Visiting restrictions in care homes during the COVID-19 pandemic has caused residents, including those with dementia, to suffer from loneliness, depressive symptoms, agitation, aggression, and reduced mental function.

Yet even before the pandemic began, researchers from Cardiff Metropolitan University in Wales were looking for ways to improve the quality of life for those with advanced dementia. They settled on the simple act of being cuddled through a hug. The results are amazing.
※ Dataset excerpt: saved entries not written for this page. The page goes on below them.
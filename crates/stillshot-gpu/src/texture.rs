//! wgpu textures backing render targets.

use crate::backend::TargetDesc;

const DEPTH_FORMAT: wgpu::TextureFormat = wgpu::TextureFormat::Depth32Float;

/// A GPU texture with its default view.
pub struct GpuTexture {
    pub texture: wgpu::Texture,
    pub view: wgpu::TextureView,
    pub width: u32,
    pub height: u32,
    pub format: wgpu::TextureFormat,
    pub sample_count: u32,
}

impl GpuTexture {
    /// Create a new GPU texture with the given dimensions.
    pub fn new(
        device: &wgpu::Device,
        width: u32,
        height: u32,
        format: wgpu::TextureFormat,
        sample_count: u32,
        usage: wgpu::TextureUsages,
        label: Option<&str>,
    ) -> Self {
        let texture = device.create_texture(&wgpu::TextureDescriptor {
            label,
            size: wgpu::Extent3d {
                width,
                height,
                depth_or_array_layers: 1,
            },
            mip_level_count: 1,
            sample_count,
            dimension: wgpu::TextureDimension::D2,
            format,
            usage,
            view_formats: &[],
        });

        let view = texture.create_view(&wgpu::TextureViewDescriptor::default());

        Self {
            texture,
            view,
            width,
            height,
            format,
            sample_count,
        }
    }

    /// Memory usage estimate in bytes.
    pub fn memory_size(&self) -> usize {
        let bytes_per_pixel = match self.format {
            wgpu::TextureFormat::Rgba16Float => 8,
            _ => 4,
        };
        (self.width as usize * self.height as usize) * bytes_per_pixel * self.sample_count as usize
    }
}

/// The textures behind one render target: resolved color, optional MSAA
/// color and optional depth.
pub struct TargetTextures {
    pub color: GpuTexture,
    pub multisampled: Option<GpuTexture>,
    pub depth: Option<GpuTexture>,
}

impl TargetTextures {
    pub fn new(device: &wgpu::Device, desc: &TargetDesc) -> Self {
        let samples = u32::from(desc.anti_aliasing.max(1));
        let format = desc.format.to_wgpu();

        let color = GpuTexture::new(
            device,
            desc.width,
            desc.height,
            format,
            1,
            wgpu::TextureUsages::TEXTURE_BINDING
                | wgpu::TextureUsages::RENDER_ATTACHMENT
                | wgpu::TextureUsages::COPY_SRC,
            Some("Render Target"),
        );

        let multisampled = (samples > 1).then(|| {
            GpuTexture::new(
                device,
                desc.width,
                desc.height,
                format,
                samples,
                wgpu::TextureUsages::RENDER_ATTACHMENT,
                Some("Render Target MSAA"),
            )
        });

        let depth = desc.with_depth.then(|| {
            GpuTexture::new(
                device,
                desc.width,
                desc.height,
                DEPTH_FORMAT,
                samples,
                wgpu::TextureUsages::RENDER_ATTACHMENT,
                Some("Render Target Depth"),
            )
        });

        Self {
            color,
            multisampled,
            depth,
        }
    }

    /// View to draw into, and the resolve view when multisampling.
    pub fn attachment_views(&self) -> (&wgpu::TextureView, Option<&wgpu::TextureView>) {
        match &self.multisampled {
            Some(msaa) => (&msaa.view, Some(&self.color.view)),
            None => (&self.color.view, None),
        }
    }

    pub fn memory_size(&self) -> usize {
        self.color.memory_size()
            + self.multisampled.as_ref().map_or(0, GpuTexture::memory_size)
            + self.depth.as_ref().map_or(0, GpuTexture::memory_size)
    }

    pub fn destroy(self) {
        self.color.texture.destroy();
        if let Some(msaa) = self.multisampled {
            msaa.texture.destroy();
        }
        if let Some(depth) = self.depth {
            depth.texture.destroy();
        }
    }
}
The research team found that people with advanced dementia can have their quality of life improved dramatically by being hugged. Best of all, the hug doesn’t have to come from another person. It can come from a special doll.

Compassionate Design 

The approach to create the doll is called Compassionate Design. It places loving-kindness for the person and their special needs at the heart of the design process. It does this by aiming to retain a person’s sense of self; to maintain their dignity; and to encourage moments of high-quality connection with others.

Working with over 70 organizations and consulting with over 170 participants, including care-givers, health professionals and technologists, the Cardiff researchers created a soft cushion-like doll called HUG.

It weighs about the same as a small child and has heavy arms that can be wrapped around the shoulders to provide the sensation of both giving, and being given, a hug.

The body cavity contains electronics that simulate a beating heart, and speakers through which a playlist of favorite music and sounds can be played.

HUG was initially designed for a specific patient called Thelma.

“She’s Like a Different Lady Now” 

Thelma had advanced dementia and was on end-of-life care. She could no longer communicate verbally, was bedbound, unable to socialize, barely opened her eyes, had stiff, twisted hands, and constantly fell when out of bed.

Three months after being given HUG, a dramatic improvement in her general health and quality of life was observed.

Her appetite returned, she opened her eyes and started speaking again. The condition of her hands improved, and even though she now spent most of the day out of bed, she had no further falls.

One of her care-givers explained, saying, “She’s come alive so much. She’s like a different lady now…. it’s like a miracle in a way.” Thelma went on to live another nine months with a dramatically improved quality of life.

87 Percent Increase in Well-Being 

This success led to four years of testing in hospitals and care homes followed by a formal trial in 19 patients.

Six months into the trial the benefits were clear to see. There was an 87 percent increase in well-being, an improved quality of life, and the patients demonstrated better cognitive and functional ability. They were also less anxious and agitated, and their social interaction was enhanced.

Professor Cathy Treadaway, who led the team, said, “We live in a very touch-deprived society at the moment, and a lot of people are suffering with ‘touch poverty’ particularly with COVID.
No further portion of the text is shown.